▶ [WHAT TO DO]:
Retype each line of the listing. Do not alter anything.
* * * * * * *
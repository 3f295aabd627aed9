//! Minimal local source-control introspection (spec.md section 4.6 step 5).
//!
//! The Reference Collector enriches each record with the current branch of
//! *this* project (not the remote spec) by consulting the local
//! `.git/HEAD` file, defaulting to `"main"` when the information is
//! unavailable, so a full VCS library is not warranted here -- `.git/HEAD`
//! is read directly rather than shelling out to `git`.

use std::fs;
use std::path::Path;

/// Default branch name used when the local `.git/HEAD` cannot be read or
/// does not point at a named branch (e.g. a detached checkout).
pub const DEFAULT_BRANCH: &str = "main";

/// Resolves the current branch name for the repository rooted at
/// `project_dir`, falling back to [`DEFAULT_BRANCH`] when `.git/HEAD` is
/// absent, unreadable, or not a symbolic ref.
#[must_use]
pub fn current_branch(project_dir: &Path) -> String {
    read_head_branch(project_dir).unwrap_or_else(|| DEFAULT_BRANCH.to_string())
}

fn read_head_branch(project_dir: &Path) -> Option<String> {
    let head_path = find_git_dir(project_dir)?.join("HEAD");
    let contents = fs::read_to_string(head_path).ok()?;
    let line = contents.trim();
    line.strip_prefix("ref: refs/heads/")
        .map(str::trim)
        .filter(|name| !name.is_empty())
        .map(str::to_string)
}

/// Walks upward from `start` looking for a `.git` directory, mirroring how
/// Git itself locates the repository root from a subdirectory.
fn find_git_dir(start: &Path) -> Option<std::path::PathBuf> {
    let mut dir = Some(start);
    while let Some(candidate) = dir {
        let git_dir = candidate.join(".git");
        if git_dir.is_dir() {
            return Some(git_dir);
        }
        dir = candidate.parent();
    }
    None
}

#[cfg(test)]
mod tests {
    use super::*;
    use std::fs::{create_dir_all, write};

    #[test]
    fn defaults_to_main_without_a_git_directory() {
        let dir = tempfile::tempdir().unwrap();
        assert_eq!(current_branch(dir.path()), "main");
    }

    #[test]
    fn reads_branch_name_from_head() {
        let dir = tempfile::tempdir().unwrap();
        create_dir_all(dir.path().join(".git")).unwrap();
        write(dir.path().join(".git/HEAD"), "ref: refs/heads/develop\n").unwrap();
        assert_eq!(current_branch(dir.path()), "develop");
    }

    #[test]
    fn detached_head_falls_back_to_default() {
        let dir = tempfile::tempdir().unwrap();
        create_dir_all(dir.path().join(".git")).unwrap();
        write(dir.path().join(".git/HEAD"), "abcdef0123456789\n").unwrap();
        assert_eq!(current_branch(dir.path()), "main");
    }
}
* * * * * * *
▶ [OUTPUT BELOW]:
repository 3f295aabd627aed9
//! Minimal local source-control introspection (spec.md section 4.6 step 5).
//!
//! The Reference Collector enriches each record with the current branch of
//! *this* project (not the remote spec) by consulting the local
//! `.git/HEAD` file, defaulting to `"main"` when the information is
//! unavailable, so a full VCS library is not warranted here -- `.git/HEAD`
//! is read directly rather than shelling out to `git`.

use std::fs;
use std::path::Path;

/// Default branch name used when the local `.git/HEAD` cannot be read or
/// does not point at a named branch (e.g. a detached checkout).
pub const DEFAULT_BRANCH: &str = "main";

/// Resolves the current branch name for the repository rooted at
/// `project_dir`, falling back to [`DEFAULT_BRANCH`] when `.git/HEAD` is
/// absent, unreadable, or not a symbolic ref.
#[must_use]
pub fn current_branch(project_dir: &Path) -> String {
    read_head_branch(project_dir).unwrap_or_else(|| DEFAULT_BRANCH.to_string())
}

fn read_head_branch(project_dir: &Path) -> Option<String> {
    let head_path = find_git_dir(project_dir)?.join("HEAD");
    let contents = fs::read_to_string(head_path).ok()?;
    let line = contents.trim();
    line.strip_prefix("ref: refs/heads/")
        .map(str::trim)
        .filter(|name| !name.is_empty())
        .map(str::to_string)
}

/// Walks upward from `start` looking for a `.git` directory, mirroring how
/// Git itself locates the repository root from a subdirectory.
fn find_git_dir(start: &Path) -> Option<std::path::PathBuf> {
    let mut dir = Some(start);
    while let Some(candidate) = dir {
        let git_dir = candidate.join(".git");
        if git_dir.is_dir() {
            return Some(git_dir);
        }
        dir = candidate.parent();
    }
    None
}

#[cfg(test)]
mod tests {
    use super::*;
    use std::fs::{create_dir_all, write};

    #[test]
    fn defaults_to_main_without_a_git_directory() {
        let dir = tempfile::tempdir().unwrap();
        assert_eq!(current_branch(dir.path()), "main");
    }

    #[test]
    fn reads_branch_name_from_head() {
        let dir = tempfile::tempdir().unwrap();
        create_dir_all(dir.path().join(".git")).unwrap();
        write(dir.path().join(".git/HEAD"), "ref: refs/heads/develop\n").unwrap();
        assert_eq!(current_branch(dir.path()), "develop");
    }

    #[test]
    fn detached_head_falls_back_to_default() {
        let dir = tempfile::tempdir().unwrap();
        create_dir_all(dir.path().join(".git")).unwrap();
        write(dir.path().join(".git/HEAD"), "abcdef0123456789\n").unwrap();
        assert_eq!(current_branch(dir.path()), "main");
    }
}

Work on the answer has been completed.